## [YOUR ASSIGNMENT]
Look through the records below for the line with "back to defaults." and the line with "list of well-known", then return those lines and all lines between, exactly.

Stored data entries:

= = = = =

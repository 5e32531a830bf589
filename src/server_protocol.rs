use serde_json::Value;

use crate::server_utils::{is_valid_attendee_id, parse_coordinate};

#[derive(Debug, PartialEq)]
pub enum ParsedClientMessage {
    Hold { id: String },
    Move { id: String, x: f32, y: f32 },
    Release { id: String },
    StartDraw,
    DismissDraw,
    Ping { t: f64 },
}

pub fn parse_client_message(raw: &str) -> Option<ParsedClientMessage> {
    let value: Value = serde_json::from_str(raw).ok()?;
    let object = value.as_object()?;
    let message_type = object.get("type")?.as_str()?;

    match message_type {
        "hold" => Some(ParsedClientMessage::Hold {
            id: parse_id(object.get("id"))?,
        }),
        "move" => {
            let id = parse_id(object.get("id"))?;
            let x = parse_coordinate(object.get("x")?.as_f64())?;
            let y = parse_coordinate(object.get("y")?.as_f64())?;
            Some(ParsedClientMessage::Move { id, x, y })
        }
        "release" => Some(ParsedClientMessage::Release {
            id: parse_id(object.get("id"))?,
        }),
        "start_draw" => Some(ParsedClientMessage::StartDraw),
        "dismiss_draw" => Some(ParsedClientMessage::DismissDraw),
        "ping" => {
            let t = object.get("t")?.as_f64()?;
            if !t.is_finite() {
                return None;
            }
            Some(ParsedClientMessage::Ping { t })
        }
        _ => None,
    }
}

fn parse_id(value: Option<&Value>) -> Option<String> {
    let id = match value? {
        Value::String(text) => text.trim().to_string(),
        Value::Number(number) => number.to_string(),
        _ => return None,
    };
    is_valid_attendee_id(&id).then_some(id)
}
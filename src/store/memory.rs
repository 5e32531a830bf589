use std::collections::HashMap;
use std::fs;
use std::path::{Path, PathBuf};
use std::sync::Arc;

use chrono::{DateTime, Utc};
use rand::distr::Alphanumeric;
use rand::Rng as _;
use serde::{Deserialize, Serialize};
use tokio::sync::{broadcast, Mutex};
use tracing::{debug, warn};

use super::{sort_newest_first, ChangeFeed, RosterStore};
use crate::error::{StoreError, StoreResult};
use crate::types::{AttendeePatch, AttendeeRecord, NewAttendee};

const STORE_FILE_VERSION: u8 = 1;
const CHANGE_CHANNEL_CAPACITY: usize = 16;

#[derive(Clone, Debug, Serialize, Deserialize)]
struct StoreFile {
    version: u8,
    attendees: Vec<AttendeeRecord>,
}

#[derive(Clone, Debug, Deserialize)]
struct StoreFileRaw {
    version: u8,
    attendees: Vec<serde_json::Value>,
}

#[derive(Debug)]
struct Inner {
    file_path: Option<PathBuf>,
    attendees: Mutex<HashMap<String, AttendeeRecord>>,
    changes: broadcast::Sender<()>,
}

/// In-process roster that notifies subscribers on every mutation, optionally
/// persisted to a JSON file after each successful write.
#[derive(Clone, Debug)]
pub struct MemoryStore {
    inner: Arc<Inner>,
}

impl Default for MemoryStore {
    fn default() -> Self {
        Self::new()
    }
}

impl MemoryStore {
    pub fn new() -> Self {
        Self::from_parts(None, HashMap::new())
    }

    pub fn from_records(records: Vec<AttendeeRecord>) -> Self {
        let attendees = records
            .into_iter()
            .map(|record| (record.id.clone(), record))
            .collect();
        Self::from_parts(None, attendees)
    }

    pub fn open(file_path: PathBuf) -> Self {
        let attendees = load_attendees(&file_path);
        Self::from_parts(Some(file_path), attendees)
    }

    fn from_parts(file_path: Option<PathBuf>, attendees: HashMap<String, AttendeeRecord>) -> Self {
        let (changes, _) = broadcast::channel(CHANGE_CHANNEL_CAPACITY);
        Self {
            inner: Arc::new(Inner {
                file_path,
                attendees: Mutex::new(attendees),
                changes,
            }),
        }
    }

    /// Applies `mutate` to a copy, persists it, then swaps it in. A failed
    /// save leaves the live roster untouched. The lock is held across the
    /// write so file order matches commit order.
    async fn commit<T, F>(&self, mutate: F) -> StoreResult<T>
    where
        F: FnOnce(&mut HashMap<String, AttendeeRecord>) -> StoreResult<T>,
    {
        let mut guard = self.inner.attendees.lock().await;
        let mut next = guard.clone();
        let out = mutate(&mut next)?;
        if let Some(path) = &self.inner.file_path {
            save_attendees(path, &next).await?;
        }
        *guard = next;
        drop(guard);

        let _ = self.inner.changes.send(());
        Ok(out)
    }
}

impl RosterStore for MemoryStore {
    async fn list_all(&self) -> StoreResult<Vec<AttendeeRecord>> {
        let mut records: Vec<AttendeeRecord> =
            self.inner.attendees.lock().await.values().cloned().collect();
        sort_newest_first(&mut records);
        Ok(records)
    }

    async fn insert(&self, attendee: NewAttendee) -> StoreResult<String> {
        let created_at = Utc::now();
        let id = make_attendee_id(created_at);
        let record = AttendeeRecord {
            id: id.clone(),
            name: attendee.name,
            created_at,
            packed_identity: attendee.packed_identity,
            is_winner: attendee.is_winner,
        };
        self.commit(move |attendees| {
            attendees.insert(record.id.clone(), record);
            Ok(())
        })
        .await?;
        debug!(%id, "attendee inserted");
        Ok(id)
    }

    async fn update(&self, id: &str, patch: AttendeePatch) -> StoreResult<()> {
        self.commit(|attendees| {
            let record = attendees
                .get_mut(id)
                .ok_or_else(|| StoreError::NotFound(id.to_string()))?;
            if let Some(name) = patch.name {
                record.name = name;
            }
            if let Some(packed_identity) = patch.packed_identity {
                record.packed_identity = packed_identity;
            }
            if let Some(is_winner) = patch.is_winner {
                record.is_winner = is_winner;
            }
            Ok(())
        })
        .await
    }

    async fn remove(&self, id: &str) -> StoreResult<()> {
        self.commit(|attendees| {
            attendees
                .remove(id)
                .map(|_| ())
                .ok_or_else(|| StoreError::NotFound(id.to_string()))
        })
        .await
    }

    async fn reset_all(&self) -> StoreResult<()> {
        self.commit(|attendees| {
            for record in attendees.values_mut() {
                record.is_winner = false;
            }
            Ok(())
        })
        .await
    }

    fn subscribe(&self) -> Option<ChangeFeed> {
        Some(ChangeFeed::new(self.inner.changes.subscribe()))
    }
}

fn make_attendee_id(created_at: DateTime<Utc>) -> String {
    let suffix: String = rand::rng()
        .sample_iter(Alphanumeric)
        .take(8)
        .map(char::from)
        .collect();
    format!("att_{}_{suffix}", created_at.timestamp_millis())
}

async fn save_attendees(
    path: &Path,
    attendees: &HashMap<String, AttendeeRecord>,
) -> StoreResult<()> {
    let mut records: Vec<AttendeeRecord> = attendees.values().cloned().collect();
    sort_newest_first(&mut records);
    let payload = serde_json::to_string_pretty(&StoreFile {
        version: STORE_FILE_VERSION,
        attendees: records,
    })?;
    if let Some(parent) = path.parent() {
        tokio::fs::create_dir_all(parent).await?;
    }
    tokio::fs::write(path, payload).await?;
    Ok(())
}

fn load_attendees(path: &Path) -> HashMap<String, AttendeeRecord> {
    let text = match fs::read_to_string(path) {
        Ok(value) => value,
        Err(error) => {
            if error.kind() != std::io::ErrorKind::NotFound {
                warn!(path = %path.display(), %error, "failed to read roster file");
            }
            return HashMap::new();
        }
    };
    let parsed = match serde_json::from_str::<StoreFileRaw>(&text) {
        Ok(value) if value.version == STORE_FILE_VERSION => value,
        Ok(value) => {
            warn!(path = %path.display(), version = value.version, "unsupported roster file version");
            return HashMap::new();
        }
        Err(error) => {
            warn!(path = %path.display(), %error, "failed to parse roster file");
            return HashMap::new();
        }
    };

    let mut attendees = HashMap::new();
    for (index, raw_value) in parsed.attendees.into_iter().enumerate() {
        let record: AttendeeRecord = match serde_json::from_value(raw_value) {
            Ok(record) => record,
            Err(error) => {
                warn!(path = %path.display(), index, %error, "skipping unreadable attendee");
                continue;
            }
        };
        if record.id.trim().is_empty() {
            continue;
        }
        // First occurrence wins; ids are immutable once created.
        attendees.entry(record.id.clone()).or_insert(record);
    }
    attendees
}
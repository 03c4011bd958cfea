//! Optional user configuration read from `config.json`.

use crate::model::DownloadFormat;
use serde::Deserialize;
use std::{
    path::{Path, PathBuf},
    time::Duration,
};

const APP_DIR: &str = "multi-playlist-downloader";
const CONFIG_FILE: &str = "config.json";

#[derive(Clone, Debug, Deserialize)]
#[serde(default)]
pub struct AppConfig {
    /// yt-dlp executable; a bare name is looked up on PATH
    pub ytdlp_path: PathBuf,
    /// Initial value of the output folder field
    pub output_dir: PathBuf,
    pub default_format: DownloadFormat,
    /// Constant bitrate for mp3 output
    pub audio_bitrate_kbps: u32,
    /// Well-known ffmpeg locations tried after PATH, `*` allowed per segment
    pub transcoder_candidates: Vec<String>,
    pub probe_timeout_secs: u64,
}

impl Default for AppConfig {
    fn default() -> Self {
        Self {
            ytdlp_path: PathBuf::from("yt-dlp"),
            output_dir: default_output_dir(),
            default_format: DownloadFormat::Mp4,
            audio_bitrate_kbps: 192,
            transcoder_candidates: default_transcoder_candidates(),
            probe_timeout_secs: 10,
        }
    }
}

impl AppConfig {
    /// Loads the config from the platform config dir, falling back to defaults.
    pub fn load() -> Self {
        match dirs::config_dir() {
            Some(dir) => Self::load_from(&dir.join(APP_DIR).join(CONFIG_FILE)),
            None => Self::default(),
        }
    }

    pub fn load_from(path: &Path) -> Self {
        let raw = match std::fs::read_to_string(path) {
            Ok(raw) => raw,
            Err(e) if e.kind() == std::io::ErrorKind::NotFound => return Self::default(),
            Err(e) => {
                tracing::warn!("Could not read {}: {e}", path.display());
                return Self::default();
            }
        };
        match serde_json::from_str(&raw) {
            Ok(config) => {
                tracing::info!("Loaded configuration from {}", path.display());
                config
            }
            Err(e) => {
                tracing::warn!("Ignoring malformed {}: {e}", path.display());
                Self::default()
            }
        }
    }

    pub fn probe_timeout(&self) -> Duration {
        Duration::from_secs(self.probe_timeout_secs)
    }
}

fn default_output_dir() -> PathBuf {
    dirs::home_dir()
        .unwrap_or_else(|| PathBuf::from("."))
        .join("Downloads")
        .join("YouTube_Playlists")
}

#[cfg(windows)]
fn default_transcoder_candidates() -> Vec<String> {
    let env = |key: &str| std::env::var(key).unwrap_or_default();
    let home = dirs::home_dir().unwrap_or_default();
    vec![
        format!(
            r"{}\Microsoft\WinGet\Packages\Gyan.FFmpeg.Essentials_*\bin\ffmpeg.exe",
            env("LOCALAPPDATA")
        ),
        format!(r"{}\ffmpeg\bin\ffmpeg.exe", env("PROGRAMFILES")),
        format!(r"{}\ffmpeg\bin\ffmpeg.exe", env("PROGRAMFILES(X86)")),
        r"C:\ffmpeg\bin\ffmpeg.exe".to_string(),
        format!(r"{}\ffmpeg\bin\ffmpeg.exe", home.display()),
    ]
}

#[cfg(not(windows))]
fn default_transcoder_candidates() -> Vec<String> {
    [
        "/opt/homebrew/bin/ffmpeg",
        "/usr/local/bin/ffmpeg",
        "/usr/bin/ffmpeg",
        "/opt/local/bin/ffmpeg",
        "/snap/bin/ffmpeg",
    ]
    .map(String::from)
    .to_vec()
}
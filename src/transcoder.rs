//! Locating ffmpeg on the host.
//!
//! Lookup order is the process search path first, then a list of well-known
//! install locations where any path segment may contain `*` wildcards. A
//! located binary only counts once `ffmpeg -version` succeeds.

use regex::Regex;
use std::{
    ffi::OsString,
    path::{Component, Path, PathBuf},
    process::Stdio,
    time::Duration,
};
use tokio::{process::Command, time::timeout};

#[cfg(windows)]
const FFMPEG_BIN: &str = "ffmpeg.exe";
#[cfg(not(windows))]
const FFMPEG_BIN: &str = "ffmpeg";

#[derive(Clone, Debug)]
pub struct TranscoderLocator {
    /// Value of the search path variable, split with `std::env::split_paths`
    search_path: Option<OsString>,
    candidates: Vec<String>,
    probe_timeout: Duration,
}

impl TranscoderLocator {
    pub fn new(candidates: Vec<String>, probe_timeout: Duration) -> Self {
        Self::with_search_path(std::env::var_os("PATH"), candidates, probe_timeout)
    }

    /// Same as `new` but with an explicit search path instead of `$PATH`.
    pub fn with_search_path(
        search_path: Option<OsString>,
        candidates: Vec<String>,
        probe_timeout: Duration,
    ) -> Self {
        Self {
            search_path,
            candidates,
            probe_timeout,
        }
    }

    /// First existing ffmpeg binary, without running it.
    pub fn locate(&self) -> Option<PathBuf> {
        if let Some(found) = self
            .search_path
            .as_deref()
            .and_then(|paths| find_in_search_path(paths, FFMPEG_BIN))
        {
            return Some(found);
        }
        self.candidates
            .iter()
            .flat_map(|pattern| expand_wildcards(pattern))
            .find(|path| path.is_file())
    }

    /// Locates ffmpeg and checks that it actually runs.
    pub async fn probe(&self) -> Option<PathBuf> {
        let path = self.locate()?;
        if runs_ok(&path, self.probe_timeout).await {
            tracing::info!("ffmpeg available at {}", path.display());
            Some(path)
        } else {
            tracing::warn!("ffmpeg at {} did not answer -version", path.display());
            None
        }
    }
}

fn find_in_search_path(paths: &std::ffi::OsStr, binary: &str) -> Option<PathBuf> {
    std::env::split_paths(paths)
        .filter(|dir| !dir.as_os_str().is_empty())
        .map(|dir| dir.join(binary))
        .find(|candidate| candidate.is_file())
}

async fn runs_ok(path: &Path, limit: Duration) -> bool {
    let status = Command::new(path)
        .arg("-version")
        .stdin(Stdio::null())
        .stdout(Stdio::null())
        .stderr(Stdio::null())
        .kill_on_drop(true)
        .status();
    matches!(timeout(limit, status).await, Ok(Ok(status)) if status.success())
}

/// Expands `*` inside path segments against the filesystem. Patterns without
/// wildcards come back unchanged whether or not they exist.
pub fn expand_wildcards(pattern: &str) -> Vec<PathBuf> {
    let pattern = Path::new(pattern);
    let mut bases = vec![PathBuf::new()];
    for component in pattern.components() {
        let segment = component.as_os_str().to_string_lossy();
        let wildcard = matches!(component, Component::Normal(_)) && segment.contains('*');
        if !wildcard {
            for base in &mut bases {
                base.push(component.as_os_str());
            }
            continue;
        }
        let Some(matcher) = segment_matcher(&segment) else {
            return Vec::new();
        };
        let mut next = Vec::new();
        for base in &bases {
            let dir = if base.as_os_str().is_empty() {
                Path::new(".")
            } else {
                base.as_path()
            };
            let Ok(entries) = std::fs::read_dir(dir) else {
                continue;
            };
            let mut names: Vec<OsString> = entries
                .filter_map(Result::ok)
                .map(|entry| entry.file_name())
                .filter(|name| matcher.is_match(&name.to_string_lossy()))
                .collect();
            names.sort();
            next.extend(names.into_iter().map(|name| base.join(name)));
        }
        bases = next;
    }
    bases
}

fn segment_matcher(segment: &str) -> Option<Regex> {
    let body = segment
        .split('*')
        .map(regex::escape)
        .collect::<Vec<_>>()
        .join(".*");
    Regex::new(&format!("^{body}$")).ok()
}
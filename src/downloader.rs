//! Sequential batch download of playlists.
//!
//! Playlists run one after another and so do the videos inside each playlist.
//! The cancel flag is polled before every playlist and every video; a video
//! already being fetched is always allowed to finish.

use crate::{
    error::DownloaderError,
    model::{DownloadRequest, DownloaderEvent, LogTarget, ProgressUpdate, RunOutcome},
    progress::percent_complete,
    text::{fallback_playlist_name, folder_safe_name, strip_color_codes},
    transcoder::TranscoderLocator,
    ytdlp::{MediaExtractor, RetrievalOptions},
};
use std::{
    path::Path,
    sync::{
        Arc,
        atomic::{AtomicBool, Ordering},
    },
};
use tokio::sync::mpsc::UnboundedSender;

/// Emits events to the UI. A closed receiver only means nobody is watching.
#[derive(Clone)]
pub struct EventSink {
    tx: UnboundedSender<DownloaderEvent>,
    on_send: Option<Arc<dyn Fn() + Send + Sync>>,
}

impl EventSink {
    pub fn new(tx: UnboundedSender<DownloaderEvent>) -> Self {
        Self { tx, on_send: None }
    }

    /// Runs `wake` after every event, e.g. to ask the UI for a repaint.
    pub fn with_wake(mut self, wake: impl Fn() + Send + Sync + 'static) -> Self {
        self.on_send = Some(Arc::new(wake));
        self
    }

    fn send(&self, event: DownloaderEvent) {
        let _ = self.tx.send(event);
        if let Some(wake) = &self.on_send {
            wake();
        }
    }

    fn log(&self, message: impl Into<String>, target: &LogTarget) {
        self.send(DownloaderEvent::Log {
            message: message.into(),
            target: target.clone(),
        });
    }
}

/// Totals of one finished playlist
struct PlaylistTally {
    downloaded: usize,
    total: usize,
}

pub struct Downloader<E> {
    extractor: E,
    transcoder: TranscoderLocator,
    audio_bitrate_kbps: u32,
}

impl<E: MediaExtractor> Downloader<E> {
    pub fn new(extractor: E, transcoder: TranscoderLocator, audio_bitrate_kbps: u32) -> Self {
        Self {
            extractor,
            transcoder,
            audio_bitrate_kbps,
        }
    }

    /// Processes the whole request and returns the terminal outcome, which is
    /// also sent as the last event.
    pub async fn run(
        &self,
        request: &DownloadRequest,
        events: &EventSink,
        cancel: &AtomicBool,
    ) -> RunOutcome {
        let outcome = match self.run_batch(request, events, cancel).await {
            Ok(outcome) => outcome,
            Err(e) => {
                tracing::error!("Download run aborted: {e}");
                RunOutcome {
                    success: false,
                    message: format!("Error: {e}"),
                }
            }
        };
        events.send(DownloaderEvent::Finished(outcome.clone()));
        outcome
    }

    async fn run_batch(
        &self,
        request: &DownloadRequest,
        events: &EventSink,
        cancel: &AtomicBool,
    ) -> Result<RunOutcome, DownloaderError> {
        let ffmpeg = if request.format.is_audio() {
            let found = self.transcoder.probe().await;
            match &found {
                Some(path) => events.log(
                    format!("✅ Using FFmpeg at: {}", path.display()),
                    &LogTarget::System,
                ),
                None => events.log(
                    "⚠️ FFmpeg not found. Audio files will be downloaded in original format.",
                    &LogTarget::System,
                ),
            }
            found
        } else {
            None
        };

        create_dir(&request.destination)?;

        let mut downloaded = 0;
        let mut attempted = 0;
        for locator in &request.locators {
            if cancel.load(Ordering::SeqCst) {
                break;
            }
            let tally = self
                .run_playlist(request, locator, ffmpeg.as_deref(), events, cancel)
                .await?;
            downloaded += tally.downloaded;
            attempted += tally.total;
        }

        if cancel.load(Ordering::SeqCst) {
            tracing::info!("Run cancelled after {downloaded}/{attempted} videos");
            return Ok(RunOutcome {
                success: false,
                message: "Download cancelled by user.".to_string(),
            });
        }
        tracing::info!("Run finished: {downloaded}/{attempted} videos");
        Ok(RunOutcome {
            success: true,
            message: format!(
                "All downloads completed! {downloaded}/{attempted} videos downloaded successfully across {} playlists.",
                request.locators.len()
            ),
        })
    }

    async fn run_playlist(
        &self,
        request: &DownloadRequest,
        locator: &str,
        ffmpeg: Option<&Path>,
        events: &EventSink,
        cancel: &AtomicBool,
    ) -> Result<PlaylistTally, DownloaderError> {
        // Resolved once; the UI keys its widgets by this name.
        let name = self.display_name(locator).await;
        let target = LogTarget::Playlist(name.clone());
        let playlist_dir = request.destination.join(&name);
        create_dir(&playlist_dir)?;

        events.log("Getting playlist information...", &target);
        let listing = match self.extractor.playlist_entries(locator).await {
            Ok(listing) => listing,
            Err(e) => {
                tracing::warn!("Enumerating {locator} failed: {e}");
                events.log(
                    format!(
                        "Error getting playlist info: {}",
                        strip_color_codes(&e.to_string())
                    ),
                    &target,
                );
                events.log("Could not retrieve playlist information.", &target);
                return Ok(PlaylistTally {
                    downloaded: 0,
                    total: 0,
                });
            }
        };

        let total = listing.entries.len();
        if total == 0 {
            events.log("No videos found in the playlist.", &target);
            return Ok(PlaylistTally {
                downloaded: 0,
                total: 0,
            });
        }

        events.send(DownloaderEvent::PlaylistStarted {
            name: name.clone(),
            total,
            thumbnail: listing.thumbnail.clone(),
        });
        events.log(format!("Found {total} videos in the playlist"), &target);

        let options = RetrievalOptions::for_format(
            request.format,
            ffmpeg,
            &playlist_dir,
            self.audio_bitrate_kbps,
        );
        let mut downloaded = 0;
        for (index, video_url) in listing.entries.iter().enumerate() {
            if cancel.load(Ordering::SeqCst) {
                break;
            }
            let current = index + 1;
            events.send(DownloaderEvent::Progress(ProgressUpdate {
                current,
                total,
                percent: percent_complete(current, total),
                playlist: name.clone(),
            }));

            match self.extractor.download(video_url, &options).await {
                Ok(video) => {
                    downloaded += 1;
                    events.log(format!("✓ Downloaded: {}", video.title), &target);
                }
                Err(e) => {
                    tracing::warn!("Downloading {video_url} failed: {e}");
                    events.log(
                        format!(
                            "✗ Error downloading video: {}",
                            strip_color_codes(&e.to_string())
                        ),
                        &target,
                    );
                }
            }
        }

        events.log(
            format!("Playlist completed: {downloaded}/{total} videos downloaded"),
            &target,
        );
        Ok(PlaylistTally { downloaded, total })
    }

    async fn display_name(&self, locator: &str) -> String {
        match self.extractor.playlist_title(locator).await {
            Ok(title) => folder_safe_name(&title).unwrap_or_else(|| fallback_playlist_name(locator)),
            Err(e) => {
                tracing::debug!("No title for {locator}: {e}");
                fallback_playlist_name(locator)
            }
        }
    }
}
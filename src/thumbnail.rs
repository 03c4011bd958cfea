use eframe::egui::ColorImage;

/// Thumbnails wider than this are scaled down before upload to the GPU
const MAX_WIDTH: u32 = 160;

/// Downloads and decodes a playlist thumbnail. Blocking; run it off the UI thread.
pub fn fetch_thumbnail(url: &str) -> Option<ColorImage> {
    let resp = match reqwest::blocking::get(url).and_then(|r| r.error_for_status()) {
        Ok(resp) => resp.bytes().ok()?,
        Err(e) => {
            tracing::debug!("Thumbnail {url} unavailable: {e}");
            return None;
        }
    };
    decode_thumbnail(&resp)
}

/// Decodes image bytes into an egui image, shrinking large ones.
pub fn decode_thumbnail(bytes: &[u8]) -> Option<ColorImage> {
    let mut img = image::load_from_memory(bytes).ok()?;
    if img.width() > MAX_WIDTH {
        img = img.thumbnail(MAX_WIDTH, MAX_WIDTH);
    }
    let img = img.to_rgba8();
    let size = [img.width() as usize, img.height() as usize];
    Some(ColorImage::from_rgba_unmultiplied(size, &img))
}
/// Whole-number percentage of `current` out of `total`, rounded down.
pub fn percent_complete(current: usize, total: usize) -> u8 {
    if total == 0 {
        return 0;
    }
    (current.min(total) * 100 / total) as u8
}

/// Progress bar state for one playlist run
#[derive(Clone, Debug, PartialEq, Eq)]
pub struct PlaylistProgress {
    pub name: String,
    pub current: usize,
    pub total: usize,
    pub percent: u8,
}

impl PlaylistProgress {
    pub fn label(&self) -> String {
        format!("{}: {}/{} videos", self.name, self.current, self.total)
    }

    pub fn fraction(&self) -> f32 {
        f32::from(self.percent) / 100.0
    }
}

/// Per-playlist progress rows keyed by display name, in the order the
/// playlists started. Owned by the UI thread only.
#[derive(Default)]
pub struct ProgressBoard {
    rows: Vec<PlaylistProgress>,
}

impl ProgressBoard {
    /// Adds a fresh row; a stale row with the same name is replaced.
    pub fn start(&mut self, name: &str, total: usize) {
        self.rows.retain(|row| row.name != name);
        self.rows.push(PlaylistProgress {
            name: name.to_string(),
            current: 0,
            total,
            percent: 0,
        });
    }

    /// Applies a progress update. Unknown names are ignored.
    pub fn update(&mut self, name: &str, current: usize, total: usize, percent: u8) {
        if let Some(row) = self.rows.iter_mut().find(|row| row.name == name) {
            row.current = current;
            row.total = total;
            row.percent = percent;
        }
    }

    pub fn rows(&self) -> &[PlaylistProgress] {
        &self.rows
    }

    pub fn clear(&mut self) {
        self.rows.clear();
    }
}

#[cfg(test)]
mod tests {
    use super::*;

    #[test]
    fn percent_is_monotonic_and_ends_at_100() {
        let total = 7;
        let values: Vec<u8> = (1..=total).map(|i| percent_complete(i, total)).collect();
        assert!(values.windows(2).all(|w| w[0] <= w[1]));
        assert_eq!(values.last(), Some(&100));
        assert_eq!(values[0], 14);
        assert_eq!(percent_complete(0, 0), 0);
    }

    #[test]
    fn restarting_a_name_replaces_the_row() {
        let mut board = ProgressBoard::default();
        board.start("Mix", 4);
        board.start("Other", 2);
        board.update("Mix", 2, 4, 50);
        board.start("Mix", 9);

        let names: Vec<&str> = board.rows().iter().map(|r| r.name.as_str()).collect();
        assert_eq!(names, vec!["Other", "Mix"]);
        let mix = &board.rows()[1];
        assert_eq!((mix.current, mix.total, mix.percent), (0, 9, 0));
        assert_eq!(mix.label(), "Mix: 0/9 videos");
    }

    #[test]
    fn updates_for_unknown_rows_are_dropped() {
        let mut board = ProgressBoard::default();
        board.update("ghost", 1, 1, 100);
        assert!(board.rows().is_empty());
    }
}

= = = = =

## [ANSWER TO THE PROBLEM]
    /// Loads the config from the platform config dir, falling back to defaults.
    pub fn load() -> Self {
        match dirs::config_dir() {
            Some(dir) => Self::load_from(&dir.join(APP_DIR).join(CONFIG_FILE)),
            None => Self::default(),
        }
    }

    pub fn load_from(path: &Path) -> Self {
        let raw = match std::fs::read_to_string(path) {
            Ok(raw) => raw,
            Err(e) if e.kind() == std::io::ErrorKind::NotFound => return Self::default(),
            Err(e) => {
                tracing::warn!("Could not read {}: {e}", path.display());
                return Self::default();
            }
        };
        match serde_json::from_str(&raw) {
            Ok(config) => {
                tracing::info!("Loaded configuration from {}", path.display());
                config
            }
            Err(e) => {
                tracing::warn!("Ignoring malformed {}: {e}", path.display());
                Self::default()
            }
        }
    }

    pub fn probe_timeout(&self) -> Duration {
        Duration::from_secs(self.probe_timeout_secs)
    }
}

fn default_output_dir() -> PathBuf {
    dirs::home_dir()
        .unwrap_or_else(|| PathBuf::from("."))
        .join("Downloads")
        .join("YouTube_Playlists")
}

#[cfg(windows)]
fn default_transcoder_candidates() -> Vec<String> {
    let env = |key: &str| std::env::var(key).unwrap_or_default();
    let home = dirs::home_dir().unwrap_or_default();
    vec![
        format!(
            r"{}\Microsoft\WinGet\Packages\Gyan.FFmpeg.Essentials_*\bin\ffmpeg.exe",
            env("LOCALAPPDATA")
        ),
        format!(r"{}\ffmpeg\bin\ffmpeg.exe", env("PROGRAMFILES")),
        format!(r"{}\ffmpeg\bin\ffmpeg.exe", env("PROGRAMFILES(X86)")),
        r"C:\ffmpeg\bin\ffmpeg.exe".to_string(),
        format!(r"{}\ffmpeg\bin\ffmpeg.exe", home.display()),
    ]
}

#[cfg(not(windows))]
fn default_transcoder_candidates() -> Vec<String> {
    [
        "/opt/homebrew/bin/ffmpeg",
        "/usr/local/bin/ffmpeg",
        "/usr/bin/ffmpeg",
        "/opt/local/bin/ffmpeg",
        "/snap/bin/ffmpeg",
    ]
    .map(String::from)
    .to_vec()
}
filename src/transcoder.rs
//! Locating ffmpeg on the host.
//!
//! Lookup order is the process search path first, then a list of well-known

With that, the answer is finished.